The API has enabled great ability to build new apps
The API provides great ability to quickly build device apps. Cloud infrastructure helps those apps scale with the company. To enable more nimble development of the apps themselves, Netflix used Webkit.
Netflix Android app is built from the same codebase as the iPhone app. There are key differences, but the iPhone codebase can be leveraged here in ways that a native app cannot.
We also need to improve the application.
The next phase of improvement is to redesign the API.In essence, while the current API is capable of serving us in the way we need, it is probably no longer the best tool for the job.

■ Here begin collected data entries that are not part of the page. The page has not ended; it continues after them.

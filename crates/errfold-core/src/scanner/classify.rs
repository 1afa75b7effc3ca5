//! Body classification
//!
//! Decides whether a guard block body is a "simple" error-handling body:
//! one to three non-comment lines, each on its own a return, a logging
//! call, a panic or a process exit, with at most one return.

use regex::Regex;
use std::sync::OnceLock;

use super::block::normalize_whitespace;

/// Most qualifying lines a simple body may contain
pub const MAX_SIMPLE_LINES: usize = 3;

/// Shape of a statement accepted in a simple body
#[derive(Debug, Clone, Copy, PartialEq, Eq)]
pub enum StatementKind {
    /// `return`, `return err`, `return nil, err`
    Return,
    /// `log.Fatal(..)`, `fmt.Println(..)`, `logger.Errorf(..)`, `println(..)`
    Log,
    /// `panic(..)`
    Panic,
    /// `os.Exit(..)`, `syscall.Exit(..)`, `runtime.Goexit()`
    Exit,
}

impl StatementKind {
    /// Classify one body line, `None` if it has no accepted shape
    pub fn of(statement: &str) -> Option<Self> {
        static RETURN_RE: OnceLock<Regex> = OnceLock::new();
        static LOG_RE: OnceLock<Regex> = OnceLock::new();
        static PANIC_RE: OnceLock<Regex> = OnceLock::new();
        static EXIT_RE: OnceLock<Regex> = OnceLock::new();

        let return_re = RETURN_RE.get_or_init(|| Regex::new(r"(?i)^return(?:[\s(]|$)").unwrap());

        let log_re = LOG_RE.get_or_init(|| {
            // Namespaced logger calls plus the print builtins
            Regex::new(
                r"(?i)^(?:(?:\w+\.)+(?:fatal|panic|error|warn|info|debug|trace|print|fprint)\w*|print(?:ln)?)\s*\(",
            )
            .unwrap()
        });

        let panic_re = PANIC_RE.get_or_init(|| Regex::new(r"(?i)^panic\s*\(").unwrap());

        let exit_re = EXIT_RE.get_or_init(|| {
            Regex::new(r"(?i)^(?:os\.exit|syscall\.exit|runtime\.goexit)\s*\(").unwrap()
        });

        let trimmed = statement.trim();

        if return_re.is_match(trimmed) {
            Some(Self::Return)
        } else if panic_re.is_match(trimmed) {
            Some(Self::Panic)
        } else if exit_re.is_match(trimmed) {
            Some(Self::Exit)
        } else if log_re.is_match(trimmed) {
            Some(Self::Log)
        } else {
            None
        }
    }
}

/// Classify a block body.
///
/// Every qualifying line is checked on its own. Returns the normalized lines
/// when the body is simple, and `None` otherwise.
pub fn classify_body<S: AsRef<str>>(body: &[S]) -> Option<Vec<String>> {
    let lines = qualifying_lines(body);

    if lines.is_empty() || lines.len() > MAX_SIMPLE_LINES {
        return None;
    }

    let mut returns = 0;
    for line in &lines {
        match StatementKind::of(line)? {
            StatementKind::Return => returns += 1,
            StatementKind::Log | StatementKind::Panic | StatementKind::Exit => {}
        }
    }

    (returns <= 1).then_some(lines)
}

/// Body lines left after dropping blank and comment-only lines.
///
/// Block comments are cut out of the lines they touch, whitespace is
/// collapsed. A line continuing a wrapped call stays a line of its own.
pub fn qualifying_lines<S: AsRef<str>>(body: &[S]) -> Vec<String> {
    let mut comments = CommentState::default();
    body.iter()
        .filter_map(|line| comments.code_of(line.as_ref()))
        .collect()
}

/// Tracks `/* ... */` comments spanning several lines
#[derive(Debug, Default)]
struct CommentState {
    in_block: bool,
}

impl CommentState {
    /// Code content of `line`, or `None` for blank and comment-only lines
    fn code_of(&mut self, line: &str) -> Option<String> {
        let mut code = String::new();
        let mut rest = line;

        loop {
            if self.in_block {
                let Some(end) = rest.find("*/") else {
                    break;
                };
                self.in_block = false;
                rest = &rest[end + 2..];
                code.push(' ');
            } else {
                match block_comment_start(rest) {
                    Some(start) => {
                        code.push_str(&rest[..start]);
                        self.in_block = true;
                        rest = &rest[start + 2..];
                    }
                    None => {
                        code.push_str(rest);
                        break;
                    }
                }
            }
        }

        let code = normalize_whitespace(&code);
        if code.is_empty() || code.starts_with("//") {
            None
        } else {
            Some(code)
        }
    }
}

/// Byte offset of a `/*` that opens a comment, skipping string and rune
/// literals. A `//` hides the rest of the line.
fn block_comment_start(text: &str) -> Option<usize> {
    let mut quote: Option<char> = None;
    let mut chars = text.char_indices().peekable();

    while let Some((pos, ch)) = chars.next() {
        match quote {
            Some(q) => {
                if ch == '\\' && q != '`' {
                    chars.next();
                } else if ch == q {
                    quote = None;
                }
            }
            None => match ch {
                '"' | '\'' | '`' => quote = Some(ch),
                '/' => match chars.peek() {
                    Some((_, '*')) => return Some(pos),
                    Some((_, '/')) => return None,
                    _ => {}
                },
                _ => {}
            },
        }
    }

    None
}
//! Configuration settings

use std::fs;
use std::path::Path;
use std::time::Duration;

use serde::{Deserialize, Serialize};
use tracing::debug;

use crate::error::Result;
use crate::scanner::DEFAULT_PREVIEW_CHARS;

/// Error-variable fragments recognised when nothing is configured
pub const DEFAULT_ERROR_VARIABLES: &[&str] = &["err", "error"];

/// Config file names probed by [`Settings::discover`], in order
pub const CONFIG_FILE_NAMES: &[&str] = &["errfold.toml", ".errfold.toml"];

/// Top-level settings structure
#[derive(Debug, Clone, PartialEq, Eq, Serialize, Deserialize, Default)]
#[serde(default)]
pub struct Settings {
    /// Guard header detection
    pub detection: DetectionSettings,
    /// Result cache and debounce timing
    pub cache: CacheSettings,
    /// Collapsed preview rendering
    pub display: DisplaySettings,
}

impl Settings {
    /// Parse settings from a TOML string
    pub fn from_toml_str(toml_str: &str) -> std::result::Result<Self, toml::de::Error> {
        toml::from_str(toml_str)
    }

    /// Load settings from a TOML file
    pub fn load(path: &Path) -> Result<Self> {
        let content = fs::read_to_string(path)?;
        let settings = Self::from_toml_str(&content)?;
        debug!("Loaded settings from {}", path.display());
        Ok(settings)
    }

    /// Look for a config file in `dir`.
    ///
    /// Returns `Ok(None)` when none of [`CONFIG_FILE_NAMES`] exists.
    pub fn discover(dir: &Path) -> Result<Option<Self>> {
        for name in CONFIG_FILE_NAMES {
            let candidate = dir.join(name);
            if candidate.is_file() {
                return Self::load(&candidate).map(Some);
            }
        }
        Ok(None)
    }
}

/// Guard header detection settings
#[derive(Debug, Clone, PartialEq, Eq, Serialize, Deserialize)]
#[serde(default)]
pub struct DetectionSettings {
    /// Substrings that mark a condition variable as an error variable
    pub error_variables: Vec<String>,
}

impl Default for DetectionSettings {
    fn default() -> Self {
        Self {
            error_variables: DEFAULT_ERROR_VARIABLES
                .iter()
                .map(|s| s.to_string())
                .collect(),
        }
    }
}

/// Result cache settings
#[derive(Debug, Clone, PartialEq, Eq, Serialize, Deserialize)]
#[serde(default)]
pub struct CacheSettings {
    /// Age after which a cached scan is stale even if the version matches
    pub ttl_ms: u64,
    /// Quiet period before a debounced rescan fires
    pub debounce_ms: u64,
}

impl CacheSettings {
    pub fn ttl(&self) -> Duration {
        Duration::from_millis(self.ttl_ms)
    }

    pub fn debounce(&self) -> Duration {
        Duration::from_millis(self.debounce_ms)
    }
}

impl Default for CacheSettings {
    fn default() -> Self {
        Self {
            ttl_ms: 5000,
            debounce_ms: 300,
        }
    }
}

/// Preview rendering settings
#[derive(Debug, Clone, PartialEq, Eq, Serialize, Deserialize)]
#[serde(default)]
pub struct DisplaySettings {
    /// Body characters kept in `collapsed_text` before the ellipsis
    pub max_preview_chars: usize,
}

impl Default for DisplaySettings {
    fn default() -> Self {
        Self {
            max_preview_chars: DEFAULT_PREVIEW_CHARS,
        }
    }
}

We believe we can do much better with a new API that is designed for the future of Netflix.
We already talked about the tremendous growth in API requests…
And one billion requests a day sounds great, doesn’t it?For us, this number is a bit concerning…
In the web world, increasing request numbers mean increasing opportunity of ad impressions, which means increasing opportunity for generating revenue. And when you hit certain thresholds in impressions, CPMs start to rise, which means even more money.
That is why some media companies have stories spanning multiple pages, etc.
But for systems that yield output that looks like this…
And this…Ad impressions are not part of the game. As a result, the increase in requests don’t translate into more revenue. In fact, they translate into more expenses. That is, to handle more requests requires more servers, more systems-admins, a potentially different application architecture, etc.
So, weare challenging ourselves to redesign the API to see if those same one billion requests could have been 100 million or perhaps even less. Through more targeted API designs based on what we have learned through our metrics, we will be able to reduce our API traffic as Netflix’ overall traffic grows.
As we decrease overall traffic,our server count that currently looks something like this…
Could end up looking more like this. Lower server counts means reduced costs, simpler implementations, etc.
The ultimate goal, however, is to help our device apps to run as a fast as possible. And reducing the requests with a less chatty API will improve the overall performance for the devices.
Which, in turn, will help keep our customers happy.